I’d taken my jewelry off before using his shower, and had forgotten to put them back on. It was still on his nightstand, along with my Claddagh ring, and earrings. I could survive without everything else that I left behind, but not having my phone was a disaster, and my neck felt so bare without that necklace. I found myself constantly reaching up to rub the locket, something that had become almost like a comfort blanket, only to feel a swell of unease when I remembered it was gone.

I was desperate to see him, to speak to him, to make up, but it had been radio silence on the Lynch front.

“Nothing?” Mam cocked a brow. “I haven’t seen him in a few days.”

Neither have I. “He’s got a lot going on.”

According to Kev, who had heard it from Mack, who heard it from Alec, Joey was on the missing list.
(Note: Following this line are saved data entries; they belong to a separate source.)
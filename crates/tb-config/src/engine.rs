use std::path::Path;
use std::str::FromStr;

use serde::Deserialize;

use crate::logging::LoggingConfig;
use crate::metrics::MetricsConfig;
use crate::runtime::{CheckpointConfig, RuntimeConfig};
use crate::sink::SinkConfig;
use crate::source::SourceConfig;
use crate::types::HumanDuration;
use crate::validate;
use crate::window::{WindowConfig, WindowSection};

// ---------------------------------------------------------------------------
// Raw TOML structure (intermediate representation)
// ---------------------------------------------------------------------------

#[derive(Debug, Deserialize)]
struct EngineConfigRaw {
    source: SourceConfig,
    #[serde(default, rename = "consumer_group")]
    consumer_groups: Vec<ConsumerGroupConfig>,
    #[serde(default)]
    window: WindowSection,
    #[serde(default)]
    runtime: RuntimeConfig,
    sink: SinkConfig,
    #[serde(default)]
    checkpoint: CheckpointConfig,
    #[serde(default)]
    logging: LoggingConfig,
    #[serde(default)]
    metrics: MetricsConfig,
}

/// One independent pipeline over the same source (`[[consumer_group]]`).
#[derive(Debug, Clone, PartialEq, Eq, Deserialize)]
pub struct ConsumerGroupConfig {
    pub name: String,
}

// ---------------------------------------------------------------------------
// EngineConfig (resolved, validated)
// ---------------------------------------------------------------------------

#[derive(Debug, Clone)]
pub struct EngineConfig {
    pub source: SourceConfig,
    pub consumer_groups: Vec<ConsumerGroupConfig>,
    pub window: WindowConfig,
    pub runtime: RuntimeConfig,
    pub sink: SinkConfig,
    pub checkpoint: CheckpointConfig,
    pub logging: LoggingConfig,
    pub metrics: MetricsConfig,
}

impl EngineConfig {
    /// Read and parse a `tumbler.toml` file.
    pub fn load(path: impl AsRef<Path>) -> anyhow::Result<Self> {
        let content = std::fs::read_to_string(path.as_ref())
            .map_err(|e| anyhow::anyhow!("failed to read {}: {e}", path.as_ref().display()))?;
        content.parse()
    }

    /// Apply command-line / environment overrides and re-validate.
    pub fn apply_overrides(&mut self, ovr: &Overrides) -> anyhow::Result<()> {
        if let Some(shards) = ovr.shards {
            self.runtime.shards = shards;
        }
        if let Some(d) = ovr.window {
            self.window.duration = d;
        }
        if let Some(l) = ovr.allowed_lateness {
            // An inherited watermark delay follows the new lateness.
            if self.window.watermark_delay == self.window.allowed_lateness {
                self.window.watermark_delay = l;
            }
            self.window.allowed_lateness = l;
        }
        if let Some(c) = ovr.count_ceiling {
            self.window.count_ceiling = c;
        }
        if let Some(n) = ovr.batch_size {
            self.runtime.batch_size = n;
        }
        if let Some(d) = ovr.batch_interval {
            self.runtime.batch_interval = d;
        }
        if let Some(d) = ovr.commit_interval {
            self.runtime.commit_interval = d;
        }
        if let Some(p) = ovr.parallelism {
            self.source.parallelism = p;
        }
        if ovr.metrics {
            self.metrics.enabled = true;
        }
        validate::validate(self)
    }
}

/// Optional settings supplied outside the config file.
#[derive(Debug, Clone, Default)]
pub struct Overrides {
    pub shards: Option<usize>,
    pub window: Option<HumanDuration>,
    pub allowed_lateness: Option<HumanDuration>,
    pub count_ceiling: Option<u64>,
    pub batch_size: Option<usize>,
    pub batch_interval: Option<HumanDuration>,
    pub commit_interval: Option<HumanDuration>,
    pub parallelism: Option<usize>,
    pub metrics: bool,
}

impl FromStr for EngineConfig {
    type Err = anyhow::Error;

    /// Parse a TOML string into a resolved, validated [`EngineConfig`].
    fn from_str(toml_str: &str) -> anyhow::Result<Self> {
        let raw: EngineConfigRaw = toml::from_str(toml_str)?;

        let config = EngineConfig {
            source: raw.source,
            consumer_groups: raw.consumer_groups,
            window: raw.window.resolve(),
            runtime: raw.runtime,
            sink: raw.sink,
            checkpoint: raw.checkpoint,
            logging: raw.logging,
            metrics: raw.metrics,
        };

        validate::validate(&config)?;

        Ok(config)
    }
}

// ---------------------------------------------------------------------------
// Tests
// ---------------------------------------------------------------------------

#[cfg(test)]
mod tests {
    use super::*;
    use crate::logging::LogFormat;
    use crate::source::StartPolicy;
    use std::time::Duration;

    const FULL_TOML: &str = r#"
[source]
uri = "jsonl://data/events"
topic = "events"
partitions = 3
parallelism = 3
start = "committed"
timestamp_format = "%Y-%m-%dT%H:%M:%S%.f"

[[consumer_group]]
name = "demo-group-1"

[[consumer_group]]
name = "demo-group-2"

[[consumer_group]]
name = "demo-group-3"

[window]
duration = "1m"
allowed_lateness = "5s"
count_ceiling = 1000
retention = "10m"

[runtime]
shards = 4
batch_size = 6
batch_interval = "100ms"
commit_interval = "5s"
idle_timeout = "10s"

[sink]
uri = "jsonl://out/events_multi_group.jsonl"
max_attempts = 3
dead_letter = "out/dead_letter.jsonl"

[checkpoint]
dir = "state/checkpoints"

[logging]
level = "debug"
format = "json"

[metrics]
enabled = true
listen = "127.0.0.1:9901"
"#;

    const MINIMAL_TOML: &str = r#"
[source]
uri = "jsonl://data"
partitions = 1

[[consumer_group]]
name = "g"

[sink]
uri = "memory://"
"#;

    // -- 1. full config ---

    #[test]
    fn load_full_toml() {
        let cfg: EngineConfig = FULL_TOML.parse().unwrap();

        assert_eq!(cfg.source.partitions, 3);
        assert_eq!(cfg.source.start, StartPolicy::Committed);
        assert_eq!(
            cfg.source.timestamp_format.as_deref(),
            Some("%Y-%m-%dT%H:%M:%S%.f"),
        );
        assert_eq!(cfg.consumer_groups.len(), 3);
        assert_eq!(cfg.consumer_groups[1].name, "demo-group-2");

        assert_eq!(cfg.window.duration.as_duration(), Duration::from_secs(60));
        assert_eq!(cfg.window.allowed_lateness, HumanDuration::from_secs(5));
        assert_eq!(cfg.window.watermark_delay, HumanDuration::from_secs(5));
        assert_eq!(cfg.window.count_ceiling, 1000);

        assert_eq!(cfg.runtime.shards, 4);
        assert_eq!(cfg.runtime.batch_size, 6);
        assert_eq!(cfg.runtime.batch_interval, HumanDuration::from_millis(100));
        assert_eq!(cfg.runtime.channel_capacity, 1024);

        assert_eq!(cfg.sink.max_attempts, 3);
        assert_eq!(cfg.sink.backoff_initial, HumanDuration::from_millis(100));
        assert!(cfg.sink.dead_letter.is_some());

        assert_eq!(cfg.logging.format, LogFormat::Json);
        assert!(cfg.metrics.enabled);
    }

    // -- 2. defaults ---

    #[test]
    fn minimal_toml_uses_defaults() {
        let cfg: EngineConfig = MINIMAL_TOML.parse().unwrap();
        assert_eq!(cfg.source.topic, "events");
        assert_eq!(cfg.source.parallelism, 3);
        assert_eq!(cfg.window.duration, HumanDuration::from_secs(60));
        assert!(cfg.window.allowed_lateness.is_zero());
        assert_eq!(cfg.runtime.shards, 4);
        assert_eq!(cfg.runtime.commit_interval, HumanDuration::from_secs(5));
        assert_eq!(cfg.logging.level, "info");
        assert!(!cfg.metrics.enabled);
    }

    // -- 3. validation failures ---

    #[test]
    fn reject_zero_shards() {
        let toml = FULL_TOML.replace("shards = 4", "shards = 0");
        let err = toml.parse::<EngineConfig>().unwrap_err();
        assert!(err.to_string().contains("runtime.shards"), "{err}");
    }

    #[test]
    fn reject_zero_window() {
        let toml = FULL_TOML.replace("duration = \"1m\"", "duration = \"0s\"");
        assert!(toml.parse::<EngineConfig>().is_err());
    }

    #[test]
    fn reject_duplicate_group_names() {
        let toml = FULL_TOML.replace("demo-group-3", "demo-group-1");
        let err = toml.parse::<EngineConfig>().unwrap_err();
        assert!(err.to_string().contains("duplicate"), "{err}");
    }

    #[test]
    fn reject_missing_groups() {
        let toml = MINIMAL_TOML.replace("[[consumer_group]]\nname = \"g\"\n", "");
        let err = toml.parse::<EngineConfig>().unwrap_err();
        assert!(err.to_string().contains("consumer_group"), "{err}");
    }

    #[test]
    fn reject_bad_group_name() {
        let toml = MINIMAL_TOML.replace("name = \"g\"", "name = \"a/b\"");
        assert!(toml.parse::<EngineConfig>().is_err());
    }

    #[test]
    fn reject_unknown_sink_scheme() {
        let toml = MINIMAL_TOML.replace("memory://", "postgres://localhost/events");
        assert!(toml.parse::<EngineConfig>().is_err());
    }

    #[test]
    fn reject_zero_batch_size() {
        let toml = FULL_TOML.replace("batch_size = 6", "batch_size = 0");
        assert!(toml.parse::<EngineConfig>().is_err());
    }

    // -- 4. overrides ---

    #[test]
    fn overrides_apply_and_revalidate() {
        let mut cfg: EngineConfig = FULL_TOML.parse().unwrap();
        let ovr = Overrides {
            shards: Some(8),
            window: Some(HumanDuration::from_secs(30)),
            allowed_lateness: Some(HumanDuration::from_secs(2)),
            ..Overrides::default()
        };
        cfg.apply_overrides(&ovr).unwrap();
        assert_eq!(cfg.runtime.shards, 8);
        assert_eq!(cfg.window.duration, HumanDuration::from_secs(30));
        assert_eq!(cfg.window.allowed_lateness, HumanDuration::from_secs(2));
        assert_eq!(cfg.window.watermark_delay, HumanDuration::from_secs(2));

        let bad = Overrides {
            shards: Some(0),
            ..Overrides::default()
        };
        assert!(cfg.apply_overrides(&bad).is_err());
    }

    // -- 5. shipped sample ---

    #[test]
    fn sample_config_parses() {
        let cfg: EngineConfig = include_str!("../../../tumbler.toml").parse().unwrap();
        assert_eq!(cfg.consumer_groups.len(), 3);
        assert_eq!(cfg.source.partitions, 3);
        assert!(cfg.metrics.enabled);
    }
}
No one had seen or heard from him since the weekend.

Not at school, or training, the GAA grounds, or the pub.

I knew that wasn’t entirely true, because, while nobody at school had heard from my boyfriend, he had reached out to my father.

Dad had mentioned to Mam that Joey had called him to ask for time off, something that Mam had later relayed to me.

Apparently, his mother had a late second-trimester miscarriage and he was needed at home to help out with the kids for a week or two until she was back on her feet.

I’d thrown up violently when I heard the news, quickly putting two and two together, and realizing that when he told me that something had come up that day, he wasn’t feeding me a line.

He meant it.

And I had hurt him that night.

Badly.

My words had devastated him, and I had regretted them the minute they came out of my mouth. I hadn’t meant any of it, but at the time I had been in such a state that I couldn’t think clearly. Never in my life had I felt the level of fear and degradation as I had in that kitchen.

The assault, at the hands of Joey’s father, had lasted no longer than ninety seconds at the most, but those ninety seconds had been the most terrifying of my life. Teddy Lynch was the scariest man I had ever encountered, and the desperate need I had to protect myself from ever encountering him again, had resulted in me pushing away the one person who knew what it felt like to fear that man. It gave me a glimpse into the fear that Joey and his siblings had been carrying around for their entire lives, and my heart broke for them.

“You need to have that conversation with him soon,” Mam told me. “And your father and I will need to sit down with his parents and have a conversation of our own.”

“No, you don’t,” I argued, heart fluttering wildly at the thought of my mother going anywhere near that house. She didn’t know what happened to me. If she had, there would be a very different conversation occurring. One between her and the officer that arrested her for murder. “I know that me and Joey have to talk, and we will. But you and Dad don’t need to have a conversation about anything with his parents, Mam. His mother is a wreck, and his father is a complete—"

“Asshole?”

Nodding, I exhaled a shaky breath. “A huge one.”

“You don’t need to tell me about Teddy Lynch, pet,” she replied. “I spent six years of secondary school tolerating the insufferable bastard.”